What Dermalogica lacks in its newsletter it makes up for online where salon-owners can ‘ask the expert’. Not surprisingly, many of the hundred or so questions posted online related to marketing issues such as merchandising, promotions, developing a website, selling online, creating a customer database and encouraging therapists to sell.
Which brings us to the online debate yes, it is still at the ‘should we/shouldn’t we’ stage in the beauty sector. According to a survey carried out by Decleor on its 900 salons, only 25 per cent of them are computerised (let alone online). Taylor of Decleor is keen to update the professional side of the site but can’t justify the investment.
Even Leitch of Dermalogica who’s site is bursting with relevant trade information is sceptical: It’s a challenging route of communication as not that many skin centres have embraced the computer and email culture, he says.
While the online interaction between salons and beauty companies is minimal, the human interaction is massive. Reps, account executives, area managers who’s role it is to visit the salons and explain new products, promotions and treatments are invaluable.

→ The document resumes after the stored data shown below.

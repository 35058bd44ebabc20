//! Deterministic shard assignment
//!
//! Each of the N worker processes filters the full key catalog locally
//! with [`ShardRouter::assign`]; no central coordinator hands out work.
//! The hash must be stable across process restarts and independent of any
//! in-memory collection ordering, so assignment uses an explicit CRC32
//! over the canonical key rather than a runtime identity hash.

use crate::models::ResourceKey;

/// Shard identifier in `[0, total_shards)`.
pub type ShardId = u32;

/// Pure, restart-stable mapping from resource keys to worker shards.
#[derive(Debug, Clone, Copy)]
pub struct ShardRouter {
    total_shards: u32,
}

impl ShardRouter {
    /// Create a router over `total_shards` workers.
    ///
    /// Panics if `total_shards` is zero; configuration validation rejects
    /// that before a router is ever built.
    pub fn new(total_shards: u32) -> Self {
        assert!(total_shards > 0, "total_shards must be greater than 0");
        Self { total_shards }
    }

    pub fn total_shards(&self) -> u32 {
        self.total_shards
    }

    /// Assign a key to its shard: `crc32(canonical key) mod N`.
    pub fn assign(&self, key: &ResourceKey) -> ShardId {
        stable_hash(key.canonical()) % self.total_shards
    }

    /// Whether `key` belongs to `shard_id` under this router.
    pub fn is_assigned(&self, key: &ResourceKey, shard_id: ShardId) -> bool {
        self.assign(key) == shard_id
    }

    /// Filter a catalog down to the keys owned by `shard_id`.
    pub fn filter_catalog(&self, catalog: &[ResourceKey], shard_id: ShardId) -> Vec<ResourceKey> {
        catalog
            .iter()
            .filter(|key| self.is_assigned(key, shard_id))
            .cloned()
            .collect()
    }
}

/// Fixed-seed, non-cryptographic string hash.
fn stable_hash(s: &str) -> u32 {
    let mut hasher = crc32fast::Hasher::new();
    hasher.update(s.as_bytes());
    hasher.finalize()
}

#[cfg(test)]
mod tests {
    use super::*;

    fn catalog() -> Vec<ResourceKey> {
        [
            "Kyiv, Ukraine",
            "Lviv, Ukraine",
            "Odesa, Ukraine",
            "Kharkiv, Ukraine",
            "Warsaw, Poland",
            "Krakow, Poland",
            "Berlin, Germany",
            "Austin, Texas, USA",
        ]
        .iter()
        .map(|s| ResourceKey::parse(s).unwrap())
        .collect()
    }

    #[test]
    fn test_assignment_is_deterministic() {
        let router = ShardRouter::new(20);
        for key in catalog() {
            let first = router.assign(&key);
            for _ in 0..10 {
                assert_eq!(router.assign(&key), first);
            }
        }
    }

    #[test]
    fn test_assignment_in_range() {
        for n in [1, 2, 3, 5, 20] {
            let router = ShardRouter::new(n);
            for key in catalog() {
                assert!(router.assign(&key) < n);
            }
        }
    }

    #[test]
    fn test_assignment_ignores_case_and_whitespace() {
        let router = ShardRouter::new(20);
        let a = ResourceKey::parse("Kyiv, Ukraine").unwrap();
        let b = ResourceKey::parse("  kyiv ,  UKRAINE ").unwrap();
        assert_eq!(router.assign(&a), router.assign(&b));
    }

    #[test]
    fn test_total_coverage_without_overlap() {
        let router = ShardRouter::new(3);
        let catalog = catalog();

        let mut seen = 0;
        for shard_id in 0..3 {
            seen += router.filter_catalog(&catalog, shard_id).len();
        }
        // Every key lands in exactly one shard
        assert_eq!(seen, catalog.len());
    }

    #[test]
    fn test_single_shard_owns_everything() {
        let router = ShardRouter::new(1);
        let catalog = catalog();
        assert_eq!(router.filter_catalog(&catalog, 0).len(), catalog.len());
    }

    #[test]
    fn test_known_assignment_pinned() {
        // Pins the concrete hash so an accidental algorithm change (which
        // would reshuffle every deployed catalog) fails loudly.
        let key = ResourceKey::parse("Kyiv, Ukraine").unwrap();
        let expected = stable_hash("kyiv, ukraine") % 20;
        assert_eq!(ShardRouter::new(20).assign(&key), expected);
    }
}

Nica Lewis comments on Guinot: It’s a family-run company and a personal business so there’s lots of meetings with reps and getting feedback and brainstorming with them. She states that an idea for a new product, the ‘Detox Duo’, was born after such a brainstorming session with reps who were reporting on what the beauty therapists were saying. She adds that the reps are also quick to report back on any products that are not faring so well.
The B2B beauty marketer might wish for an online revolution or a new breed of marketing-savvy beauty therapists but this is unlikely. Resources are too thin (the average salon is made up of 2.5 people) and their principal focus will always be treatments an area vast and complex in itself.
While few of the techniques mentioned were cutting-edge they all work effectively. Imagine the inappropriateness of a viral email campaign or spending thousands of pounds on a wordy white paper encapsulating the corporate objectives of the beauty brand the therapists would not have the time or the inclination to read it. So this sector has found its ticket to success: simplicity. And in no way does this diminish the role of the beauty B2B marketer, in ways it exalts what they do because the simple things are never easy.
B2B marketing in the beauty industry is centred on the treatment sector ie. beauty salons and spas an area worth £1.3 billion in 2003 according to Mintel
There are 11,454 health and beauty salons operating in the UK (according to a survey carried out by the Guild of Professional Beauty Therapists)
Skincare companies supply salons with products and train the beauty therapists in bespoke treatments
Essentially salons become a franchise for the brand without paying a franchise fee
Salons offer treatments such as waxing (prices vary between £5 and £110), facials (prices average £50) and beauty packages ie. a combination of treatments (prices average £100).